Hemodynamic data have always been, and remain, an integral part of all cardiovascular observations. Significant advances in both surgical and nonsurgical techniques for heart disease have been established in the last decade, in large part due to innovations both within and outside the cardiac catheterization laboratory. Many difficult forms of heart disease can now be readily confirmed with the improvement in two-dimensional and Doppler echocardiographic techniques. However, given the nature of clinical testing, there will always be suboptimal noninvasive examinations or patients in whom such testing cannot be performed. Thus, the catheterization laboratory remains critical to accurate measurements and the establishment of diagnoses. The presence of coexisting hemodynamic abnormalities in patients with coronary artery disease, myocardial infarction, or peripheral vascular disease cannot be established without direct information.
VASCULAR ACCESS AND SPECIAL CATHETERIZATION TECHNIQUES FOR OBTAINING HEMODYNAMIC DATA
Routine catheter access is obtained from the femoral artery and vein in most situations. The radial artery (and when needed, brachial vein) approach has gained acceptance and demonstrated reduced bleeding complications relative to femoral artery access. Many laboratories now use radial access as the default approach for routine cardiac cath.
Nonetheless, there are a variety of special access techniques which may be required for optimal hemodynamic assessment (table 1) [1-3].
- Transseptal access to the left atrium or ventricle is most often employed when prosthetic valves are located either in the aortic or mitral positions. Direct left atrial pressure measurement via the transseptal approach is also highly desirable, if not critical, to accurate decision making in conditions such as mitral stenosis, in which the pulmonary capillary wedge pressure is unreliable as a surrogate for the left atrial pressure. Under fluoroscopic guidance the transseptal access is obtained using a Brockenbrough catheter that is passed through the atrial septum over a needle that is used to puncture the septum at the fossa ovalis. This technique is commonly used for accurate assessment of mitral valve disease and as access for mitral balloon valvuloplasty.

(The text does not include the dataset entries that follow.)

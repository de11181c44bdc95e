// Joystick deadbanding applied to operator commands before kinematics

use crate::config::DeadbandConfig;
use crate::messages::ChassisCommand;

/// Zero out axis values inside the deadband (and anything non-finite)
pub fn apply_deadband(value: f64, threshold: f64) -> f64 {
    if !value.is_finite() || value.abs() < threshold {
        0.0
    } else {
        value
    }
}

/// Per-axis deadband for chassis rate commands
#[derive(Debug, Clone, Copy, PartialEq)]
pub struct Deadband {
    forward: f64,
    strafe: f64,
    rotate: f64,
}

impl Deadband {
    pub fn new(forward: f64, strafe: f64, rotate: f64) -> Self {
        Self {
            forward,
            strafe,
            rotate,
        }
    }

    /// Apply to the three rates; mode flag and heading pass through
    pub fn apply(&self, cmd: &ChassisCommand) -> ChassisCommand {
        ChassisCommand {
            forward: apply_deadband(cmd.forward, self.forward),
            strafe: apply_deadband(cmd.strafe, self.strafe),
            rotate: apply_deadband(cmd.rotate, self.rotate),
            ..*cmd
        }
    }
}

impl From<&DeadbandConfig> for Deadband {
    fn from(config: &DeadbandConfig) -> Self {
        Self::new(config.forward, config.strafe, config.rotate)
    }
}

- Direct left ventricular puncture through the left ventricular apex via the fifth intercostal space using echo-guided needle positioning is rarely used, but needed in patients with both aortic and mitral prosthetic valves. This technique is rarely used and carries significant excess risk.
- Catheters placed into the pericardial space when pericardial effusion is present may be necessary when determination of pericardial pressure is required for the assessment of clinical tamponade or congestive heart failure symptoms or hypotension of unexplained etiology.
- In some situations, special catheters are necessary for accurate recording. As an example, in the assessment of aortic stenosis, high fidelity manometer-tipped pressure catheters (or pressure sensor guidewire) are available to record small differences between aortic and left ventricular pressure. This technique can identify aortic gradients with improved precision when compared to fluid filled transducer systems. Double lumen catheters are also available. Improved ease of use these specialized catheters may gain future widespread application.
ROUTINE HEMODYNAMIC MEASUREMENTS
Routine hemodynamic measurements are obtained from the aorta (Ao), left ventricle (LV), right ventricle (RV), right atrium (RA), pulmonary artery (PA), and the pulmonary artery wedge position (for pulmonary capillary wedge pressure or PCWP); the last is usually equivalent to the left atrial (LA) pressure (figure 1).